● **Task details**: Only the lines that contain the string "TrustLedger" belong in the answer; pull them from the records.

● **Extracted material**:
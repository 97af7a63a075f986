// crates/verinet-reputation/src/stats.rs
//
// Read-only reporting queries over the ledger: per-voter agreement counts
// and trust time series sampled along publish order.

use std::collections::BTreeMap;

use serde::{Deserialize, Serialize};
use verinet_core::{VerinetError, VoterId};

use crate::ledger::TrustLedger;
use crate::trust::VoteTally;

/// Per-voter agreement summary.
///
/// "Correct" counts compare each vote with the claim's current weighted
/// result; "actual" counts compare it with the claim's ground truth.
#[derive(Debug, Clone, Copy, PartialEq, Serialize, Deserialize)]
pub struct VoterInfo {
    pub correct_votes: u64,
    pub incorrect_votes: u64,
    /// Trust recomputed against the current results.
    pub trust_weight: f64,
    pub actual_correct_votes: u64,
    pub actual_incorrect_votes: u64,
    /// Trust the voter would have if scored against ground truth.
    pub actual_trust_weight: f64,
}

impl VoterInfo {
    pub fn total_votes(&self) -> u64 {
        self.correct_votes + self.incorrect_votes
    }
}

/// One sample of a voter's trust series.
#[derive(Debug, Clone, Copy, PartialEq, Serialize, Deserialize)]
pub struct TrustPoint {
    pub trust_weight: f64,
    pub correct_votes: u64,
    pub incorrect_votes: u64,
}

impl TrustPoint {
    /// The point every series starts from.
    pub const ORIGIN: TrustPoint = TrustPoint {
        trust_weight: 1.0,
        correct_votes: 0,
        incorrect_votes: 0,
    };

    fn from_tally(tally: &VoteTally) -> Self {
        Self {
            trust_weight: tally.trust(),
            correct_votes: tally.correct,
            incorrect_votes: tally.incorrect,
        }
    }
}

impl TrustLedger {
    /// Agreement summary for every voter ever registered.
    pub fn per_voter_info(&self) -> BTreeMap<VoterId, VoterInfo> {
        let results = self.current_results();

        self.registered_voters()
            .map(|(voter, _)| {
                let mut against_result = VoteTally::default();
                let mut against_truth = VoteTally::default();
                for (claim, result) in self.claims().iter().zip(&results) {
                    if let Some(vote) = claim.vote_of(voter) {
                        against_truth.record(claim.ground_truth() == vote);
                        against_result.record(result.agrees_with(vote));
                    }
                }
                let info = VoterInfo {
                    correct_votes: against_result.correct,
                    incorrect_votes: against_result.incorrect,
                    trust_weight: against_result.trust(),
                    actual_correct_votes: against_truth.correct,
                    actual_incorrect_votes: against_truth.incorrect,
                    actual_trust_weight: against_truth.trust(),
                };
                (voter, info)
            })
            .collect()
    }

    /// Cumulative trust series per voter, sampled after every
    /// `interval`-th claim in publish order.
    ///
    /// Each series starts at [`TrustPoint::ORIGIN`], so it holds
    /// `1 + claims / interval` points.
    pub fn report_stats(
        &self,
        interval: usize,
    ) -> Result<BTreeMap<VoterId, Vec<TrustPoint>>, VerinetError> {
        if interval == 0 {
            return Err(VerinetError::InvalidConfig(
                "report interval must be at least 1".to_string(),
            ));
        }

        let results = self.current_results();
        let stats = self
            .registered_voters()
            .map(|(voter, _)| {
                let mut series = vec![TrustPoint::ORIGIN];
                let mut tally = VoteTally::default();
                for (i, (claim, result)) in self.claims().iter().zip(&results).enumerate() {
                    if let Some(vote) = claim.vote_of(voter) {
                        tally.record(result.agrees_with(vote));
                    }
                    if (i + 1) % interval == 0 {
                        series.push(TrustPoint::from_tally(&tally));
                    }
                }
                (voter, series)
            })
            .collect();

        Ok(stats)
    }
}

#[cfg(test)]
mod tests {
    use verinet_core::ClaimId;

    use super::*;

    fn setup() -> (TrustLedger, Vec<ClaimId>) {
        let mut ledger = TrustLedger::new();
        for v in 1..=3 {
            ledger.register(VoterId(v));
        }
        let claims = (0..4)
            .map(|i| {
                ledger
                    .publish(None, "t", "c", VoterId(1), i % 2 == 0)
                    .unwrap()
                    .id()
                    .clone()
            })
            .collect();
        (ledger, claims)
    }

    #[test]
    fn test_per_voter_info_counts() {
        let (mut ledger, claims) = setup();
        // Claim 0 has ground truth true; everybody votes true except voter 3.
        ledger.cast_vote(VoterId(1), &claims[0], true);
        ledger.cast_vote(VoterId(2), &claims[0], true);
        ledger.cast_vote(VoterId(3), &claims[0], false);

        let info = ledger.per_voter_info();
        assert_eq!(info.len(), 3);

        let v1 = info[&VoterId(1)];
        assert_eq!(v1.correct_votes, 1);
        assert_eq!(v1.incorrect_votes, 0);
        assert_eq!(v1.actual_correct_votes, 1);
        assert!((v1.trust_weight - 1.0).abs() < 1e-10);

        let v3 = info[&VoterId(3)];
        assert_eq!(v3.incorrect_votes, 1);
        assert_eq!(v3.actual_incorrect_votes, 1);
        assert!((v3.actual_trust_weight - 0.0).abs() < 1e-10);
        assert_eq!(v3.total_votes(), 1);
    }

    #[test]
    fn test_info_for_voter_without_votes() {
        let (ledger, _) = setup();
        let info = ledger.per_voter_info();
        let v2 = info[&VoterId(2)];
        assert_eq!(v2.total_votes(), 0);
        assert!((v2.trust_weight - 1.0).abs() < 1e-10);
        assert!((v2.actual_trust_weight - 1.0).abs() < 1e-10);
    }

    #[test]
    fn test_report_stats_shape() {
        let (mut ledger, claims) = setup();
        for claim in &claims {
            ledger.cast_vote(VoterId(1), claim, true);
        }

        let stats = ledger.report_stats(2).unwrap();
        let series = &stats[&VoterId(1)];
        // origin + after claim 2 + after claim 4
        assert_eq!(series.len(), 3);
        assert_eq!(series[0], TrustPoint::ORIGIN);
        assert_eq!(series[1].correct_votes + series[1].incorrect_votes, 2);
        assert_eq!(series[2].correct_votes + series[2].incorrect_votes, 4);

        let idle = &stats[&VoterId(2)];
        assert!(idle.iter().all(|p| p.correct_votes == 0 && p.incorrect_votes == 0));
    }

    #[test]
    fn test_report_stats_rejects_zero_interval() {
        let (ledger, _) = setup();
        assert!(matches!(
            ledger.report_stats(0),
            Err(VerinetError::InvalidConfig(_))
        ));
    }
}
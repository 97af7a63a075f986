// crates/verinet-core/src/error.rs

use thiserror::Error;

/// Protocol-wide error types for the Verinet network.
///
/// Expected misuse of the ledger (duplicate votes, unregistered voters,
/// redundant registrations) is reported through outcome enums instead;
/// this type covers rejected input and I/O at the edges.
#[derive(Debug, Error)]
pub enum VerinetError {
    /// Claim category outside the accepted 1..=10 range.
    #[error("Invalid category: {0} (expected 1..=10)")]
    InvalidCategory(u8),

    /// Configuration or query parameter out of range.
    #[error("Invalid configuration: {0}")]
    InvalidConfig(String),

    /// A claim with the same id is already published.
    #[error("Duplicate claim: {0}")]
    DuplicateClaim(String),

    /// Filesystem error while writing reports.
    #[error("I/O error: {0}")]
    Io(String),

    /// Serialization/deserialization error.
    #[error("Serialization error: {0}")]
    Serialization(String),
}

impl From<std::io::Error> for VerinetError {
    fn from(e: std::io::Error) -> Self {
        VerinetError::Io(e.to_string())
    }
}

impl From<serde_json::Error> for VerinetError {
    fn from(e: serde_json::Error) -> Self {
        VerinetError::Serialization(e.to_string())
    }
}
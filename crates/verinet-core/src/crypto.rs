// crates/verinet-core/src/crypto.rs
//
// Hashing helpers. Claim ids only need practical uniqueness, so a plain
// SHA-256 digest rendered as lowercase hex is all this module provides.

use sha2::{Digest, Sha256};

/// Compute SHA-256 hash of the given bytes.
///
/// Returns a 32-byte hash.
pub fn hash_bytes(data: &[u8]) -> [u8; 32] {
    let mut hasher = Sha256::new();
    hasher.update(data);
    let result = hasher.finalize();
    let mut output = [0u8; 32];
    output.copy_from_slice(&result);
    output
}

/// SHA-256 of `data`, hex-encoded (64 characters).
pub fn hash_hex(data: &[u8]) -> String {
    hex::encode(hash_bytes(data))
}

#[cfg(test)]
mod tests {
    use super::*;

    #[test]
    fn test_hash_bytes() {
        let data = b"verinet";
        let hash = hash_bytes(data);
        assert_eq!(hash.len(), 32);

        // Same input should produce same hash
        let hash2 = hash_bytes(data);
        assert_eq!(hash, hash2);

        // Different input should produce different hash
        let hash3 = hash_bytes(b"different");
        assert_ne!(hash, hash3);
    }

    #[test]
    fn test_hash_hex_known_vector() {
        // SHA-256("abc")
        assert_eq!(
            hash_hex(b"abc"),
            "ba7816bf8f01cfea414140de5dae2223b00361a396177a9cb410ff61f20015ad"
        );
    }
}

● **Result for this task**:
use crate::ledger::TrustLedger;
impl TrustLedger {
    fn setup() -> (TrustLedger, Vec<ClaimId>) {
        let mut ledger = TrustLedger::new();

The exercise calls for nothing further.